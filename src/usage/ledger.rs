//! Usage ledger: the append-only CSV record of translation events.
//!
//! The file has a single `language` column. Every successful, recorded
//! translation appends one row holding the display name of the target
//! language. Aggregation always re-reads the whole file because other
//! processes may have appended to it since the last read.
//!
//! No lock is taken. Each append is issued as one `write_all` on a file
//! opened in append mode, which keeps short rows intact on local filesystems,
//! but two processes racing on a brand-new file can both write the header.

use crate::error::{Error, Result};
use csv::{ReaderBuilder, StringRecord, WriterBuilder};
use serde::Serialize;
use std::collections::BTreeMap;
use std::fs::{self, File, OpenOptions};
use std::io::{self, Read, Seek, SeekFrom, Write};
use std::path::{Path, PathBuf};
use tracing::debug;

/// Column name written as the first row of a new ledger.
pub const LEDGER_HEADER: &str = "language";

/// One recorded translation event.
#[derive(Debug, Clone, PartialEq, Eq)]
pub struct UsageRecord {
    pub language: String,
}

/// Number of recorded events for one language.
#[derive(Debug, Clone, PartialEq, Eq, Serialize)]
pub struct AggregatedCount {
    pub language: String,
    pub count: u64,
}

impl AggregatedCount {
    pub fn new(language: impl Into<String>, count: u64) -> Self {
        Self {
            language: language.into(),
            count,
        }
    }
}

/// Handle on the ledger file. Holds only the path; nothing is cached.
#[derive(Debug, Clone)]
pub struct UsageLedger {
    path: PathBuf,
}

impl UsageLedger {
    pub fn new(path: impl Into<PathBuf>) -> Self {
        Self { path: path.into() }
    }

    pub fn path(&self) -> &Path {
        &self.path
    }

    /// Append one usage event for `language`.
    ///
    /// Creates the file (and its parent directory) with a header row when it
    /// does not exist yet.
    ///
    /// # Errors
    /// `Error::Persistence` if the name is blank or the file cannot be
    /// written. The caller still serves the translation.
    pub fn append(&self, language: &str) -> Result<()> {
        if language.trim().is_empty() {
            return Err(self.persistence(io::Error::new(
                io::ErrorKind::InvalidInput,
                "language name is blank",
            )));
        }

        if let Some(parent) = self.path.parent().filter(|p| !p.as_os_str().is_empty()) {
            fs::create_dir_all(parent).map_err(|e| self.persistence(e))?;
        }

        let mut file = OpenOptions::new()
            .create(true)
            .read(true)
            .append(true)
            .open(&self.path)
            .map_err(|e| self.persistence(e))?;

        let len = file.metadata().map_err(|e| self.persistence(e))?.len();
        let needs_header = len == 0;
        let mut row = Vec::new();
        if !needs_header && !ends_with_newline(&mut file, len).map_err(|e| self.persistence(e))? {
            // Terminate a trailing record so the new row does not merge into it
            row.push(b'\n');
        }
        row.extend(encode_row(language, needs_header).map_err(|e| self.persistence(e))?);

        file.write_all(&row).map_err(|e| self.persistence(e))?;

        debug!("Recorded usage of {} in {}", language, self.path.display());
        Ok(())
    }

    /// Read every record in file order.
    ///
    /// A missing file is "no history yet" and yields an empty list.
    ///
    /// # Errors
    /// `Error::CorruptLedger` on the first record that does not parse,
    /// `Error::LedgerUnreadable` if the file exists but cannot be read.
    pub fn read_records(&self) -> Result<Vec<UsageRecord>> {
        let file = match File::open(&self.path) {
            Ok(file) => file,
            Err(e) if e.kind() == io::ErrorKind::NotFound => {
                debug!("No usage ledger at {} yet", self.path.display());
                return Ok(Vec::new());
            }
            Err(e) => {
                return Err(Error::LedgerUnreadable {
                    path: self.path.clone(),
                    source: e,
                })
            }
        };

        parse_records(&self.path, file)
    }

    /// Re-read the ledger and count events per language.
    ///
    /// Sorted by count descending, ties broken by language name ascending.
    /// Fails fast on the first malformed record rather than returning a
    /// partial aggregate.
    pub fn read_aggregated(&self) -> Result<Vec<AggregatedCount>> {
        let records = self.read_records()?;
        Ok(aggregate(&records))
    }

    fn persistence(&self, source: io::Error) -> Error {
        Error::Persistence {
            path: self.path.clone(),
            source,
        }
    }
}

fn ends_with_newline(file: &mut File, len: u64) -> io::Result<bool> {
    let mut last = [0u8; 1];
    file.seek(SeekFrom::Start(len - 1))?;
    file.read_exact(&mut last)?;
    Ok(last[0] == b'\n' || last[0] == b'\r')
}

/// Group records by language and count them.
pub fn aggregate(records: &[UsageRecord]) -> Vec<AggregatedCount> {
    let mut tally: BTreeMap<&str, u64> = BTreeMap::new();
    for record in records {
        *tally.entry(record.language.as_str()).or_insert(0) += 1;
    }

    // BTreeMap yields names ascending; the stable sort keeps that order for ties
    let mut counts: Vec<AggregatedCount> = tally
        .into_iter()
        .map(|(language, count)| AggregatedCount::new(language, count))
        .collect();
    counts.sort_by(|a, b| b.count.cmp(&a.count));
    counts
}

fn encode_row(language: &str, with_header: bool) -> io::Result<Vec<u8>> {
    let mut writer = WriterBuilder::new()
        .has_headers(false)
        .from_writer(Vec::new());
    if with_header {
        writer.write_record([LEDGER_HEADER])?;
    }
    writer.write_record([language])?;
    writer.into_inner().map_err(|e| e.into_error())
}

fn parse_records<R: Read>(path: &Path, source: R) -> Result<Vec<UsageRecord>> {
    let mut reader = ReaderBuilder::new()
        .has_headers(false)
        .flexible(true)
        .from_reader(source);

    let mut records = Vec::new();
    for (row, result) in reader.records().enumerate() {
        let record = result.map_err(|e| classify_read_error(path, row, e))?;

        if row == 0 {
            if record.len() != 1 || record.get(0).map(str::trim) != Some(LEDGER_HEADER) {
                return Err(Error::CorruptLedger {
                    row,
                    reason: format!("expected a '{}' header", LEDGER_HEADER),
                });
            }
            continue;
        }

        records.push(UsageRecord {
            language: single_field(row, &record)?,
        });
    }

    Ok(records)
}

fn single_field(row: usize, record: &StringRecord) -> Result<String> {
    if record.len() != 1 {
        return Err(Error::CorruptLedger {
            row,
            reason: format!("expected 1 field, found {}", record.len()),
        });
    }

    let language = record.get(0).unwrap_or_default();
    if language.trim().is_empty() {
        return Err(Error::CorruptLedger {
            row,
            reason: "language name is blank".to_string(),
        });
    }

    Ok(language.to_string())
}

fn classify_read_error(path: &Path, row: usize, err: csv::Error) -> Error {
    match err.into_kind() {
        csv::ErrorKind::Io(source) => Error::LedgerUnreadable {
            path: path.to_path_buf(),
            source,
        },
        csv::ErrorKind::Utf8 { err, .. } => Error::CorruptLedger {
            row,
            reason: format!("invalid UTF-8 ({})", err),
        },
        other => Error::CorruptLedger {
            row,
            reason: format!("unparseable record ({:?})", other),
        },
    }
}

+---+

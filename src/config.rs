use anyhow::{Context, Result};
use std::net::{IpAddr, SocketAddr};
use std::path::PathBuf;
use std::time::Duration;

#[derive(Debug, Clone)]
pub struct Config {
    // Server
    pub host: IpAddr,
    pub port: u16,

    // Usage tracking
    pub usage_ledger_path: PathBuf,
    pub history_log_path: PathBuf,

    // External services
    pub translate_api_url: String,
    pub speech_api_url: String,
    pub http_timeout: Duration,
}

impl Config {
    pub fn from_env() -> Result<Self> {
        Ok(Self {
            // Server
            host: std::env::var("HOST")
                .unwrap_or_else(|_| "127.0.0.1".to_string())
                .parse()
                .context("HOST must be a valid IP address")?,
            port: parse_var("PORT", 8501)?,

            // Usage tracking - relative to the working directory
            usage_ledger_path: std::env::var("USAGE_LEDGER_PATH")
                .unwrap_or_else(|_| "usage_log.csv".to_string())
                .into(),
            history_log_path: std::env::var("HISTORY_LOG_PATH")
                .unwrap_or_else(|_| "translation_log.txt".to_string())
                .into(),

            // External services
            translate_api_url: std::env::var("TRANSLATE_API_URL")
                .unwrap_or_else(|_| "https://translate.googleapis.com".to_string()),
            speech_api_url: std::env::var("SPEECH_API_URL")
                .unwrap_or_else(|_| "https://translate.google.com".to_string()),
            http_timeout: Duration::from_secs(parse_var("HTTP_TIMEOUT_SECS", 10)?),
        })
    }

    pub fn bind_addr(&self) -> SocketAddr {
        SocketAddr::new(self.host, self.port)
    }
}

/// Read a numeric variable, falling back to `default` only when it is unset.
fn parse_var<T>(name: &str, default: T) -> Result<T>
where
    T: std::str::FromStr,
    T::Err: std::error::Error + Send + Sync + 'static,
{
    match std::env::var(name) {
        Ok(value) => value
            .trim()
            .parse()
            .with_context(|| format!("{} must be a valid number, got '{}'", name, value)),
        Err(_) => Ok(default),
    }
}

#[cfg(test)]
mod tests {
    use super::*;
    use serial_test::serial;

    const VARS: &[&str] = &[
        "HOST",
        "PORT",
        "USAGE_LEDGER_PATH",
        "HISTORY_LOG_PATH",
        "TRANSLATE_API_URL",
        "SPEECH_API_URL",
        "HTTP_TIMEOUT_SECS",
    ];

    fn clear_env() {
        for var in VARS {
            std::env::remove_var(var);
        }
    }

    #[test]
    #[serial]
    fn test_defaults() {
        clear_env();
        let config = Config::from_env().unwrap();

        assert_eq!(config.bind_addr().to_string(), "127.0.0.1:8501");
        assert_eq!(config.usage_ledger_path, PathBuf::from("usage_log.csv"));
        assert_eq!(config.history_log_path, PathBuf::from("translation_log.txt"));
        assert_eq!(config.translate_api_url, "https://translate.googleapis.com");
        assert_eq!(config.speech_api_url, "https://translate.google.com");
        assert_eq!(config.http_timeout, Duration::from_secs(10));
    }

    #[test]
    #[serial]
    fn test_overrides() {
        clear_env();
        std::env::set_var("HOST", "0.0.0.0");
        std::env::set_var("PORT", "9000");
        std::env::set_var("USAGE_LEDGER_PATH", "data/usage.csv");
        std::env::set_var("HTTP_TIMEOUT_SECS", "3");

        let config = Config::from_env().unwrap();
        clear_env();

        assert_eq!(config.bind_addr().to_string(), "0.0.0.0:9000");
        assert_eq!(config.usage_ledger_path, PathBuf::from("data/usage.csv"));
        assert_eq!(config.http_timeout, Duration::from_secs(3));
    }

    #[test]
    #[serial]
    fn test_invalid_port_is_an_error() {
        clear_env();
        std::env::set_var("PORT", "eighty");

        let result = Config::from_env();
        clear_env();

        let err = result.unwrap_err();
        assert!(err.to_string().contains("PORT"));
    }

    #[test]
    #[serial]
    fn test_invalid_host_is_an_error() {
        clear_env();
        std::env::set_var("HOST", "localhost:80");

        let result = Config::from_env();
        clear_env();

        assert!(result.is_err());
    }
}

+---+

▶ [Task to complete] Since only part of the listing is wanted, copy exactly the lines from the one holding "pub fn from_env()" to the one holding "pub fn bind_addr(&self)", both included.

▶ [Your response]
    pub fn from_env() -> Result<Self> {
        Ok(Self {
            // Server
            host: std::env::var("HOST")
                .unwrap_or_else(|_| "127.0.0.1".to_string())
                .parse()
                .context("HOST must be a valid IP address")?,
            port: parse_var("PORT", 8501)?,

            // Usage tracking - relative to the working directory
            usage_ledger_path: std::env::var("USAGE_LEDGER_PATH")
                .unwrap_or_else(|_| "usage_log.csv".to_string())
                .into(),
            history_log_path: std::env::var("HISTORY_LOG_PATH")
                .unwrap_or_else(|_| "translation_log.txt".to_string())
                .into(),

            // External services
            translate_api_url: std::env::var("TRANSLATE_API_URL")
                .unwrap_or_else(|_| "https://translate.googleapis.com".to_string()),
            speech_api_url: std::env::var("SPEECH_API_URL")
                .unwrap_or_else(|_| "https://translate.google.com".to_string()),
            http_timeout: Duration::from_secs(parse_var("HTTP_TIMEOUT_SECS", 10)?),
        })
    }

    pub fn bind_addr(&self) -> SocketAddr {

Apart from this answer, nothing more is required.